I'd love to rent one of these and have a real NY experience. Do any of these renters provide security?
Well, who can blame him. Since the city does so little in quality of life issues and enforcing laws, well this is what happens, so I put no blame on the individuals, but on the NYC itself. People will do things till the city makes it difficult and expensive for them to do such things.
The waiting list is huge. evict them, press charges for fraudulent paper work. NYCHA residents are required to provide proof of income to have the subsidized rents. These people are committing fraud. Take the apartment away from them and give it to someone else.
I wonder if the Velaquez guy is an illegal and had one of his ok english speaking friends post this ad for him.

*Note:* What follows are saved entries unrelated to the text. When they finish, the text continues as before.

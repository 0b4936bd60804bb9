//! Command dispatch.
//!
//! Every command runs inside the boundary guard: a panicking builtin prints
//! an error and the shell keeps going.

use std::io::Write;
use std::path::{Path, PathBuf};

use anyhow::{Result, bail};
use hostbridge_core::{RequestBridge, guard, guard_async};
use hostbridge_types::HostValue;

use crate::builtins::{self, FileCommand};
use crate::console::Console;
use crate::store::ScratchStore;

/// What the read loop should do after a command.
#[derive(Debug, Clone, Copy, PartialEq, Eq)]
pub enum Flow {
    Continue,
    Exit(i32),
}

#[derive(Debug, Clone, Copy, PartialEq, Eq)]
enum StoreCommand {
    Get,
    Put,
    Del,
}

impl StoreCommand {
    fn from_name(name: &str) -> Option<Self> {
        match name {
            "get" => Some(Self::Get),
            "put" => Some(Self::Put),
            "del" => Some(Self::Del),
            _ => None,
        }
    }
}

#[derive(Debug, Clone, Copy, PartialEq, Eq)]
enum Command {
    File(FileCommand),
    Store(StoreCommand),
}

impl Command {
    fn from_name(name: &str) -> Option<Self> {
        FileCommand::from_name(name)
            .map(Self::File)
            .or_else(|| StoreCommand::from_name(name).map(Self::Store))
    }
}

pub struct Shell<C: Console> {
    console: C,
    cwd: PathBuf,
    bridge: RequestBridge,
    store: ScratchStore,
}

impl<C: Console> Shell<C> {
    pub fn new(console: C, cwd: PathBuf, bridge: RequestBridge, store: ScratchStore) -> Self {
        Self {
            console,
            cwd,
            bridge,
            store,
        }
    }

    #[must_use]
    #[cfg_attr(not(test), allow(dead_code))]
    pub fn cwd(&self) -> &Path {
        &self.cwd
    }

    #[cfg_attr(not(test), allow(dead_code))]
    pub fn console_mut(&mut self) -> &mut C {
        &mut self.console
    }

    /// Run one input line. Errors are reported on stderr, never returned.
    pub async fn execute(&mut self, line: &str) -> Flow {
        let words: Vec<String> = line.split_whitespace().map(str::to_string).collect();
        let Some((name, args)) = words.split_first() else {
            return Flow::Continue;
        };

        match self.run(name, args).await {
            Ok(flow) => flow,
            Err(e) => {
                tracing::debug!(command = %name, "Command failed: {e:#}");
                if let Err(io_err) = writeln!(self.console.stderr(), "{name}: {e:#}") {
                    tracing::warn!("Failed to write to stderr: {io_err}");
                }
                Flow::Continue
            }
        }
    }

    async fn run(&mut self, name: &str, args: &[String]) -> Result<Flow> {
        let Some(command) = Command::from_name(name) else {
            bail!("command not found");
        };

        match command {
            Command::File(command) => {
                let console: &mut dyn Console = &mut self.console;
                let cwd = &mut self.cwd;
                guard(|| builtins::run(command, console, cwd, args))
            }
            Command::Store(command) => guard_async(self.run_store(command, args)).await,
        }
    }

    async fn run_store(&mut self, command: StoreCommand, args: &[String]) -> Result<Flow> {
        match command {
            StoreCommand::Get => {
                let [key] = args else {
                    bail!("usage: get KEY");
                };
                let value = self.bridge.submit(self.store.get(key)).wait().await?;
                match value {
                    HostValue::String(text) => writeln!(self.console.stdout(), "{text}")?,
                    other => writeln!(self.console.stdout(), "{other}")?,
                }
            }
            StoreCommand::Put => {
                let Some((key, words)) = args.split_first() else {
                    bail!("usage: put KEY VALUE...");
                };
                if words.is_empty() {
                    bail!("usage: put KEY VALUE...");
                }
                let value = HostValue::String(words.join(" "));
                self.bridge.submit(self.store.put(key, value)).wait().await?;
            }
            StoreCommand::Del => {
                if args.is_empty() {
                    bail!("usage: del KEY...");
                }
                for key in args {
                    self.bridge.submit(self.store.delete(key)).wait().await?;
                }
            }
        }
        Ok(Flow::Continue)
    }
}

#[cfg(test)]
mod tests {
    use super::*;
    use crate::console::BufferConsole;
    use hostbridge_types::StoreSettings;
    use std::fs;
    use tokio::runtime::Handle;

    fn shell_in(dir: &Path) -> Shell<BufferConsole> {
        let bridge = RequestBridge::new().unwrap();
        let store = ScratchStore::new(StoreSettings::default(), Handle::current());
        Shell::new(
            BufferConsole::default(),
            fs::canonicalize(dir).unwrap(),
            bridge,
            store,
        )
    }

    fn take_out(shell: &mut Shell<BufferConsole>) -> String {
        let text = shell.console_mut().out_text();
        shell.console_mut().out.clear();
        text
    }

    fn take_err(shell: &mut Shell<BufferConsole>) -> String {
        let text = shell.console_mut().err_text();
        shell.console_mut().err.clear();
        text
    }

    #[tokio::test]
    async fn echo_joins_args() {
        let dir = tempfile::tempdir().unwrap();
        let mut shell = shell_in(dir.path());
        assert_eq!(shell.execute("echo hello   world").await, Flow::Continue);
        assert_eq!(take_out(&mut shell), "hello world\n");
    }

    #[tokio::test]
    async fn blank_line_is_a_no_op() {
        let dir = tempfile::tempdir().unwrap();
        let mut shell = shell_in(dir.path());
        assert_eq!(shell.execute("   ").await, Flow::Continue);
        assert!(take_out(&mut shell).is_empty());
        assert!(take_err(&mut shell).is_empty());
    }

    #[tokio::test]
    async fn unknown_command_reports_not_found() {
        let dir = tempfile::tempdir().unwrap();
        let mut shell = shell_in(dir.path());
        assert_eq!(shell.execute("frobnicate").await, Flow::Continue);
        assert_eq!(take_err(&mut shell), "frobnicate: command not found\n");
    }

    #[tokio::test]
    async fn touch_ls_cat_mv_rm() {
        let dir = tempfile::tempdir().unwrap();
        let mut shell = shell_in(dir.path());

        shell.execute("touch b.txt a.txt").await;
        shell.execute("ls").await;
        assert_eq!(take_out(&mut shell), "a.txt\nb.txt\n");

        fs::write(dir.path().join("a.txt"), "contents").unwrap();
        shell.execute("touch a.txt").await;
        shell.execute("cat a.txt").await;
        assert_eq!(take_out(&mut shell), "contents");

        shell.execute("mkdir sub").await;
        shell.execute("mv a.txt sub/").await;
        assert!(dir.path().join("sub").join("a.txt").exists());
        assert!(!dir.path().join("a.txt").exists());

        shell.execute("rm b.txt").await;
        assert!(!dir.path().join("b.txt").exists());
        assert!(take_err(&mut shell).is_empty());
    }

    #[tokio::test]
    async fn ls_multiple_dirs_prints_headers() {
        let dir = tempfile::tempdir().unwrap();
        fs::create_dir(dir.path().join("x")).unwrap();
        fs::create_dir(dir.path().join("y")).unwrap();
        fs::write(dir.path().join("x").join("one"), "").unwrap();

        let mut shell = shell_in(dir.path());
        shell.execute("ls x y").await;
        assert_eq!(take_out(&mut shell), "x:\none\n\ny:\n\n");
    }

    #[tokio::test]
    async fn rm_refuses_directories_without_r() {
        let dir = tempfile::tempdir().unwrap();
        fs::create_dir_all(dir.path().join("tree").join("leaf")).unwrap();
        let mut shell = shell_in(dir.path());

        shell.execute("rm tree").await;
        assert!(take_err(&mut shell).contains("is a directory"));
        assert!(dir.path().join("tree").exists());

        shell.execute("rm -r tree").await;
        assert!(!dir.path().join("tree").exists());

        shell.execute("rm -r already-gone").await;
        assert!(take_err(&mut shell).is_empty());

        shell.execute("rm -x tree").await;
        assert!(take_err(&mut shell).contains("unknown flag: -x"));
    }

    #[tokio::test]
    async fn rmdir_refuses_files() {
        let dir = tempfile::tempdir().unwrap();
        fs::write(dir.path().join("file"), "").unwrap();
        fs::create_dir(dir.path().join("empty")).unwrap();
        let mut shell = shell_in(dir.path());

        shell.execute("rmdir file").await;
        assert!(take_err(&mut shell).contains("not a directory"));

        shell.execute("rmdir empty").await;
        assert!(!dir.path().join("empty").exists());
    }

    #[tokio::test]
    async fn cd_and_pwd_track_shell_directory() {
        let dir = tempfile::tempdir().unwrap();
        fs::create_dir(dir.path().join("inner")).unwrap();
        let mut shell = shell_in(dir.path());

        shell.execute("cd inner").await;
        shell.execute("pwd").await;
        let expected = fs::canonicalize(dir.path().join("inner")).unwrap();
        assert_eq!(take_out(&mut shell), format!("{}\n", expected.display()));
        assert_eq!(shell.cwd(), expected.as_path());

        shell.execute("cd missing").await;
        assert!(!take_err(&mut shell).is_empty());
        assert_eq!(shell.cwd(), expected.as_path());

        shell.execute("cd a b").await;
        assert!(take_err(&mut shell).contains("too many args"));
    }

    #[tokio::test]
    async fn mv_argument_count_is_checked() {
        let dir = tempfile::tempdir().unwrap();
        let mut shell = shell_in(dir.path());
        shell.execute("mv only").await;
        assert!(take_err(&mut shell).contains("not enough args"));
        shell.execute("mv a b c").await;
        assert!(take_err(&mut shell).contains("too many args"));
    }

    #[tokio::test]
    async fn exit_returns_code() {
        let dir = tempfile::tempdir().unwrap();
        let mut shell = shell_in(dir.path());

        assert_eq!(shell.execute("exit").await, Flow::Exit(0));
        assert!(take_err(&mut shell).is_empty());

        assert_eq!(shell.execute("exit 3").await, Flow::Exit(3));
        assert!(take_err(&mut shell).contains("Exited with code 3"));

        assert_eq!(shell.execute("exit nope").await, Flow::Continue);
        assert!(take_err(&mut shell).contains("invalid exit code"));
    }

    #[tokio::test]
    async fn clear_uses_console() {
        let dir = tempfile::tempdir().unwrap();
        let mut shell = shell_in(dir.path());
        shell.execute("clear").await;
        assert_eq!(shell.console_mut().clears, 1);
    }

    #[tokio::test]
    async fn store_commands_go_through_bridge() {
        let dir = tempfile::tempdir().unwrap();
        let mut shell = shell_in(dir.path());

        shell.execute("put greeting hello there").await;
        shell.execute("get greeting").await;
        assert_eq!(take_out(&mut shell), "hello there\n");

        shell.execute("del greeting").await;
        shell.execute("get greeting").await;
        let err = take_err(&mut shell);
        assert!(err.starts_with("get: NotFoundError"), "got {err:?}");

        shell.execute("put lonely").await;
        assert!(take_err(&mut shell).contains("usage: put"));
    }
}
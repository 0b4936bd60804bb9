//! One-shot promise: a single outcome handed from a producer to one consumer.
//!
//! [`channel`] returns a [`Resolver`] (producer side, cloneable) and a
//! [`Pending`] (consumer side). The first `resolve`/`reject` wins; every later
//! attempt is refused with [`SettleError::AlreadySettled`] and leaves the
//! stored outcome alone.
//!
//! The outcome travels over a `tokio::sync::oneshot` channel whose sender sits
//! in a mutex-guarded slot. Settling takes the sender out of the slot, so the
//! transition is a single-writer operation even when resolvers race on
//! different threads. Dropping every resolver without settling drops the
//! sender, and the consumer observes [`AwaitError::Abandoned`] instead of
//! waiting forever.

use std::fmt;
use std::sync::{Arc, Mutex, MutexGuard, PoisonError};

use thiserror::Error;
use tokio::sync::oneshot;
use tokio::sync::oneshot::error::TryRecvError;

/// Lifecycle of a promise. `Pending` is left exactly once.
#[derive(Debug, Clone, Copy, PartialEq, Eq)]
pub enum State {
    Pending,
    Resolved,
    Rejected,
}

impl State {
    #[must_use]
    pub const fn as_str(self) -> &'static str {
        match self {
            Self::Pending => "pending",
            Self::Resolved => "resolved",
            Self::Rejected => "rejected",
        }
    }

    #[must_use]
    pub fn is_settled(self) -> bool {
        self != Self::Pending
    }
}

impl fmt::Display for State {
    fn fmt(&self, f: &mut fmt::Formatter<'_>) -> fmt::Result {
        f.write_str(self.as_str())
    }
}

/// A settle attempt on a promise that already has an outcome.
#[derive(Debug, Clone, Copy, PartialEq, Eq, Error)]
pub enum SettleError {
    #[error("promise already {0}")]
    AlreadySettled(State),
}

/// Why waiting on a promise did not produce a value.
#[derive(Debug, Clone, PartialEq, Eq, Error)]
pub enum AwaitError<E> {
    #[error("{0}")]
    Rejected(E),
    #[error("promise was dropped before it settled")]
    Abandoned,
}

struct Slot<T, E> {
    state: State,
    tx: Option<oneshot::Sender<Result<T, E>>>,
}

/// Producer side of a promise.
///
/// Clones share one slot; whichever clone settles first decides the outcome.
pub struct Resolver<T, E> {
    slot: Arc<Mutex<Slot<T, E>>>,
}

impl<T, E> Clone for Resolver<T, E> {
    fn clone(&self) -> Self {
        Self {
            slot: Arc::clone(&self.slot),
        }
    }
}

impl<T, E> fmt::Debug for Resolver<T, E> {
    fn fmt(&self, f: &mut fmt::Formatter<'_>) -> fmt::Result {
        f.debug_struct("Resolver")
            .field("state", &self.state())
            .finish()
    }
}

/// Consumer side of a promise.
pub struct Pending<T, E> {
    // Cleared once `try_take` has handed out the outcome.
    rx: Option<oneshot::Receiver<Result<T, E>>>,
}

impl<T, E> fmt::Debug for Pending<T, E> {
    fn fmt(&self, f: &mut fmt::Formatter<'_>) -> fmt::Result {
        f.debug_struct("Pending").finish_non_exhaustive()
    }
}

/// Create a pending promise.
#[must_use]
pub fn channel<T, E>() -> (Resolver<T, E>, Pending<T, E>) {
    let (tx, rx) = oneshot::channel();
    let slot = Slot {
        state: State::Pending,
        tx: Some(tx),
    };
    (
        Resolver {
            slot: Arc::new(Mutex::new(slot)),
        },
        Pending { rx: Some(rx) },
    )
}

impl<T, E> Resolver<T, E> {
    pub fn resolve(&self, value: T) -> Result<(), SettleError> {
        self.settle(Ok(value))
    }

    pub fn reject(&self, error: E) -> Result<(), SettleError> {
        self.settle(Err(error))
    }

    #[must_use]
    pub fn state(&self) -> State {
        self.lock().state
    }

    #[must_use]
    pub fn is_settled(&self) -> bool {
        self.state().is_settled()
    }

    fn settle(&self, outcome: Result<T, E>) -> Result<(), SettleError> {
        let tx = {
            let mut slot = self.lock();
            if slot.state.is_settled() {
                tracing::debug!(state = %slot.state, "Ignoring settle on an already-settled promise");
                return Err(SettleError::AlreadySettled(slot.state));
            }
            slot.state = if outcome.is_ok() {
                State::Resolved
            } else {
                State::Rejected
            };
            slot.tx.take()
        };

        if let Some(tx) = tx
            && tx.send(outcome).is_err()
        {
            tracing::trace!("Promise settled after its consumer was dropped");
        }
        Ok(())
    }

    // A panic while the lock is held cannot leave the slot half-written:
    // `state` and `tx` are updated before anything that can unwind.
    fn lock(&self) -> MutexGuard<'_, Slot<T, E>> {
        self.slot.lock().unwrap_or_else(PoisonError::into_inner)
    }
}

impl<T, E> Pending<T, E> {
    /// Wait for the outcome.
    ///
    /// Yields to the scheduler once before waiting, so a producer queued on
    /// the same carrier gets to run first.
    pub async fn wait(self) -> Result<T, AwaitError<E>> {
        tokio::task::yield_now().await;
        match self.rx {
            Some(rx) => flatten(rx.await.ok()),
            None => Err(AwaitError::Abandoned),
        }
    }

    /// Block the current OS thread until the outcome arrives.
    ///
    /// Must not be called from inside an async runtime.
    pub fn blocking_wait(self) -> Result<T, AwaitError<E>> {
        match self.rx {
            Some(rx) => flatten(rx.blocking_recv().ok()),
            None => Err(AwaitError::Abandoned),
        }
    }

    /// Take the outcome if it has already arrived.
    ///
    /// Returns `None` while pending. After an outcome has been taken, later
    /// calls report [`AwaitError::Abandoned`].
    pub fn try_take(&mut self) -> Option<Result<T, AwaitError<E>>> {
        let Some(rx) = self.rx.as_mut() else {
            return Some(Err(AwaitError::Abandoned));
        };
        let taken = match rx.try_recv() {
            Ok(outcome) => flatten(Some(outcome)),
            Err(TryRecvError::Empty) => return None,
            Err(TryRecvError::Closed) => Err(AwaitError::Abandoned),
        };
        self.rx = None;
        Some(taken)
    }
}

fn flatten<T, E>(received: Option<Result<T, E>>) -> Result<T, AwaitError<E>> {
    match received {
        Some(Ok(value)) => Ok(value),
        Some(Err(error)) => Err(AwaitError::Rejected(error)),
        None => Err(AwaitError::Abandoned),
    }
}
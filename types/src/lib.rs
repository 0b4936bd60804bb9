//! Core domain types for hostbridge.
//!
//! This crate contains pure domain types with no IO, no async, and minimal dependencies.
//! Everything here can be used from any layer of the application.

// Pedantic lint configuration - these are intentional design choices
#![allow(clippy::missing_errors_doc)] // Result-returning functions are self-explanatory
#![allow(clippy::missing_panics_doc)] // Panics are documented in assertions

mod error;
mod host;
mod ids;
mod settings;

pub use error::BoundaryError;
pub use host::{HostError, HostValue};
pub use ids::{EventKind, ListenerId};
pub use settings::{BridgeSettings, SettingsError, ShellSettings, StoreSettings};
//! Request bridge: turns a host handle's success/error events into a value a
//! worker can wait for.
//!
//! ```text
//! submit(handle) ──► ObserverPair { success, error } registered on handle
//!        │                       │ first event fires
//!        ▼                       ▼
//!  BridgedRequest         detach both listeners
//!        │                spawn(resolve | reject)
//!        ▼                       │
//!   wait().await ◄──── Pending ◄─┘
//! ```
//!
//! Listeners never settle the promise inline. The host may be running them
//! from a context that must not block or re-enter, so the settle is handed to
//! a task on the bridge's runtime.

use std::sync::atomic::{AtomicBool, Ordering};
use std::sync::{Arc, Weak};
use std::time::Duration;

use hostbridge_types::{BoundaryError, BridgeSettings, EventKind, HostError, HostValue, ListenerId};
use serde::de::DeserializeOwned;
use tokio::runtime::Handle;

use crate::handle::{ExternalHandle, Listener};
use crate::promise::{self, AwaitError, Pending, Resolver};

type HostResolver = Resolver<HostValue, HostError>;

/// Submits host handles and hands back waitable requests.
#[derive(Debug, Clone)]
pub struct RequestBridge {
    runtime: Handle,
    settings: BridgeSettings,
}

impl RequestBridge {
    /// Bind to the runtime the caller is running on.
    pub fn new() -> Result<Self, BoundaryError> {
        let runtime = Handle::try_current().map_err(|_| BoundaryError::NoRuntime)?;
        Ok(Self::with_runtime(runtime))
    }

    /// Bind to an explicit runtime, for hosts that fire from foreign threads.
    #[must_use]
    pub fn with_runtime(runtime: Handle) -> Self {
        Self {
            runtime,
            settings: BridgeSettings::default(),
        }
    }

    #[must_use]
    pub fn with_settings(mut self, settings: BridgeSettings) -> Self {
        self.settings = settings;
        self
    }

    #[must_use]
    pub fn settings(&self) -> &BridgeSettings {
        &self.settings
    }

    /// Observe `handle` and return immediately.
    ///
    /// The error listener is registered before the success listener. Whichever
    /// fires first records the outcome and detaches both. A handle that has
    /// already completed is settled from its stored outcome.
    pub fn submit<H>(&self, handle: Arc<H>) -> BridgedRequest
    where
        H: ExternalHandle + 'static,
    {
        let handle: Arc<dyn ExternalHandle> = handle;
        let (resolver, pending) = promise::channel();
        let observers = Arc::new(ObserverPair {
            handle: Arc::clone(&handle),
            success: ListenerId::next(),
            error: ListenerId::next(),
            fired: AtomicBool::new(false),
            detached: AtomicBool::new(false),
        });

        let on_error = self.observer(&observers, &resolver, EventKind::Error);
        let on_success = self.observer(&observers, &resolver, EventKind::Success);
        handle.add_listener(EventKind::Error, observers.error, Arc::clone(&on_error));
        handle.add_listener(EventKind::Success, observers.success, Arc::clone(&on_success));

        // A host firing from another thread may have completed before the
        // listeners were attached. The claim flag keeps this from doubling up.
        if handle.error().is_some() {
            on_error();
        } else if handle.result().is_some() {
            on_success();
        }

        tracing::trace!(
            success = %observers.success,
            error = %observers.error,
            "Submitted host request"
        );

        BridgedRequest {
            pending,
            observers: ObserverGuard(observers),
            timeout: self.settings.wait_timeout(),
        }
    }

    fn observer(
        &self,
        observers: &Arc<ObserverPair>,
        resolver: &HostResolver,
        kind: EventKind,
    ) -> Listener {
        let observers: Weak<ObserverPair> = Arc::downgrade(observers);
        let resolver = resolver.clone();
        let runtime = self.runtime.clone();

        Arc::new(move || {
            // Request already dropped: its guard detached us.
            let Some(observers) = observers.upgrade() else {
                return;
            };
            if !observers.claim() {
                tracing::debug!(event = %kind, "Ignoring host event after the request settled");
                return;
            }

            let outcome = match kind {
                EventKind::Success => Ok(observers.handle.result().unwrap_or(HostValue::Null)),
                EventKind::Error => Err(observers.handle.error().unwrap_or_else(|| {
                    HostError::message_only("request failed without an error value")
                })),
            };
            observers.detach();

            let resolver = resolver.clone();
            runtime.spawn(async move {
                let settled = match outcome {
                    Ok(value) => resolver.resolve(value),
                    Err(error) => resolver.reject(error),
                };
                if let Err(e) = settled {
                    tracing::warn!("Host request settled twice: {e}");
                }
            });
        })
    }
}

/// The two listeners registered for one request.
struct ObserverPair {
    handle: Arc<dyn ExternalHandle>,
    success: ListenerId,
    error: ListenerId,
    fired: AtomicBool,
    detached: AtomicBool,
}

impl ObserverPair {
    /// True for the first caller only.
    fn claim(&self) -> bool {
        !self.fired.swap(true, Ordering::AcqRel)
    }

    fn detach(&self) {
        if self.detached.swap(true, Ordering::AcqRel) {
            return;
        }
        self.handle.remove_listener(EventKind::Error, self.error);
        self.handle.remove_listener(EventKind::Success, self.success);
        tracing::trace!(success = %self.success, error = %self.error, "Detached host listeners");
    }
}

/// Detaches the observer pair when the request goes away, whether it was
/// waited on, timed out, or abandoned.
struct ObserverGuard(Arc<ObserverPair>);

impl Drop for ObserverGuard {
    fn drop(&mut self) {
        self.0.detach();
    }
}

/// A submitted host request.
///
/// Dropping it without waiting detaches its listeners from the handle.
pub struct BridgedRequest {
    pending: Pending<HostValue, HostError>,
    observers: ObserverGuard,
    timeout: Option<Duration>,
}

impl std::fmt::Debug for BridgedRequest {
    fn fmt(&self, f: &mut std::fmt::Formatter<'_>) -> std::fmt::Result {
        f.debug_struct("BridgedRequest")
            .field("success", &self.observers.0.success)
            .field("error", &self.observers.0.error)
            .field("timeout", &self.timeout)
            .finish_non_exhaustive()
    }
}

impl BridgedRequest {
    /// Wait for the host to settle the request.
    ///
    /// Uses the bridge's configured timeout, if any.
    pub async fn wait(self) -> Result<HostValue, BoundaryError> {
        match self.timeout {
            Some(limit) => self.wait_timeout(limit).await,
            None => {
                let Self {
                    pending, observers, ..
                } = self;
                let outcome = pending.wait().await;
                drop(observers);
                outcome.map_err(into_boundary)
            }
        }
    }

    /// Wait at most `limit`. On timeout the listeners are detached and the
    /// late outcome, if any, is discarded.
    pub async fn wait_timeout(self, limit: Duration) -> Result<HostValue, BoundaryError> {
        let Self {
            pending, observers, ..
        } = self;
        match tokio::time::timeout(limit, pending.wait()).await {
            Ok(outcome) => outcome.map_err(into_boundary),
            Err(_) => {
                tracing::warn!(
                    success = %observers.0.success,
                    "Host request timed out after {limit:?}; detaching listeners"
                );
                drop(observers);
                Err(BoundaryError::TimedOut(limit))
            }
        }
    }

    /// Wait, then interpret the payload as `T`.
    pub async fn wait_as<T: DeserializeOwned>(self) -> Result<T, BoundaryError> {
        let value = self.wait().await?;
        serde_json::from_value(value).map_err(|e| BoundaryError::Decode(e.to_string()))
    }
}

/// Free-function form of [`BridgedRequest::wait`].
pub async fn wait(request: BridgedRequest) -> Result<HostValue, BoundaryError> {
    request.wait().await
}

fn into_boundary(err: AwaitError<HostError>) -> BoundaryError {
    match err {
        AwaitError::Rejected(error) => BoundaryError::Rejected(error),
        AwaitError::Abandoned => {
            tracing::warn!("Host request abandoned before it settled");
            BoundaryError::Abandoned
        }
    }
}
//! Resolved configuration types shared across crates.
//!
//! Raw TOML structs (with `Option` fields) stay private in `hostbridge-config`.
//! The loader validates them into these types at the parse boundary, so
//! holding one of these is proof the values are usable.

use std::time::Duration;

#[derive(Debug, Clone, PartialEq, Eq, thiserror::Error)]
pub enum SettingsError {
    #[error("bridge.wait_timeout_ms must be greater than zero (omit it to wait forever)")]
    ZeroWaitTimeout,
    #[error("shell.prompt must not be empty")]
    EmptyPrompt,
}

/// How long a bridged request may take before `wait` gives up.
#[derive(Debug, Clone, Copy, Default, PartialEq, Eq)]
pub struct BridgeSettings {
    wait_timeout: Option<Duration>,
}

impl BridgeSettings {
    /// `None` waits until the host fires.
    #[must_use]
    pub fn new(wait_timeout: Option<Duration>) -> Self {
        Self { wait_timeout }
    }

    pub fn from_millis(wait_timeout_ms: Option<u64>) -> Result<Self, SettingsError> {
        match wait_timeout_ms {
            Some(0) => Err(SettingsError::ZeroWaitTimeout),
            Some(ms) => Ok(Self::new(Some(Duration::from_millis(ms)))),
            None => Ok(Self::default()),
        }
    }

    #[must_use]
    pub fn wait_timeout(&self) -> Option<Duration> {
        self.wait_timeout
    }
}

#[derive(Debug, Clone, PartialEq, Eq)]
pub struct ShellSettings {
    prompt: String,
}

impl ShellSettings {
    pub const DEFAULT_PROMPT: &'static str = "$ ";

    pub fn new(prompt: impl Into<String>) -> Result<Self, SettingsError> {
        let prompt = prompt.into();
        if prompt.is_empty() {
            return Err(SettingsError::EmptyPrompt);
        }
        Ok(Self { prompt })
    }

    #[must_use]
    pub fn prompt(&self) -> &str {
        &self.prompt
    }
}

impl Default for ShellSettings {
    fn default() -> Self {
        Self {
            prompt: Self::DEFAULT_PROMPT.to_string(),
        }
    }
}

/// Scratch store behavior. Zero latency still completes on a later turn.
#[derive(Debug, Clone, Copy, Default, PartialEq, Eq)]
pub struct StoreSettings {
    latency: Duration,
}

impl StoreSettings {
    #[must_use]
    pub fn new(latency: Duration) -> Self {
        Self { latency }
    }

    #[must_use]
    pub fn latency(&self) -> Duration {
        self.latency
    }
}

#[cfg(test)]
mod tests {
    use super::*;

    #[test]
    fn zero_timeout_is_rejected() {
        assert_eq!(
            BridgeSettings::from_millis(Some(0)),
            Err(SettingsError::ZeroWaitTimeout)
        );
    }

    #[test]
    fn missing_timeout_waits_forever() {
        let settings = BridgeSettings::from_millis(None).unwrap();
        assert!(settings.wait_timeout().is_none());
    }

    #[test]
    fn timeout_in_millis() {
        let settings = BridgeSettings::from_millis(Some(1500)).unwrap();
        assert_eq!(settings.wait_timeout(), Some(Duration::from_millis(1500)));
    }

    #[test]
    fn empty_prompt_is_rejected() {
        assert_eq!(ShellSettings::new(""), Err(SettingsError::EmptyPrompt));
        assert_eq!(ShellSettings::default().prompt(), "$ ");
    }
}
//! Values that cross the host boundary.

use serde::{Deserialize, Serialize};
use std::fmt;

/// Opaque payload produced by the host for a successful operation.
///
/// The bridge never inspects it. Callers know what shape the operation they
/// submitted produces and interpret it with `serde_json::from_value`.
pub type HostValue = serde_json::Value;

/// The host's native error representation.
///
/// Shaped like a DOM exception: a short machine-readable `name`
/// (e.g. `"NotFoundError"`) plus a human-readable `message`.
#[derive(Debug, Clone, PartialEq, Eq, Serialize, Deserialize)]
pub struct HostError {
    name: String,
    message: String,
}

impl HostError {
    pub const GENERIC_NAME: &'static str = "Error";

    #[must_use]
    pub fn new(name: impl Into<String>, message: impl Into<String>) -> Self {
        Self {
            name: name.into(),
            message: message.into(),
        }
    }

    /// An error with the generic `"Error"` name.
    #[must_use]
    pub fn message_only(message: impl Into<String>) -> Self {
        Self::new(Self::GENERIC_NAME, message)
    }

    #[must_use]
    pub fn name(&self) -> &str {
        &self.name
    }

    #[must_use]
    pub fn message(&self) -> &str {
        &self.message
    }
}

impl fmt::Display for HostError {
    fn fmt(&self, f: &mut fmt::Formatter<'_>) -> fmt::Result {
        if self.name == Self::GENERIC_NAME || self.name.is_empty() {
            f.write_str(&self.message)
        } else {
            write!(f, "{}: {}", self.name, self.message)
        }
    }
}

impl std::error::Error for HostError {}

And these savages will the the first to complain when the city wants to build additional residential towers on the land between their buildings.
START THE DEPORTATIONS!!!!!
Well, who can blame him. Since the city does so little in quality of life issues and enforcing laws, well this is what happens, so I put no blame on the individuals, but on the NYC itself. People will do things till the city makes it difficult and expensive for them to do such things.
This comment gets my vote for the stupidest, hackneyed, clichéd, pseudo-intellectual comment of the year posted on Queens Crap.
Do you know what non sequitur means?
so I put no blame on the individuals, but on the [sic] NYC itself.
I blame George W. Bush!
I hate to break it to you, but tenants in NYC have the legal right to a roommate - this applies to public housing as well. The roommate cannot be a short term stay (has to actually live there) and cannot pay more than their share of the rent (i.e, 2br apt for 2k a month roommate share is 1k). It does not seem like this particular posting is doing anything illegal.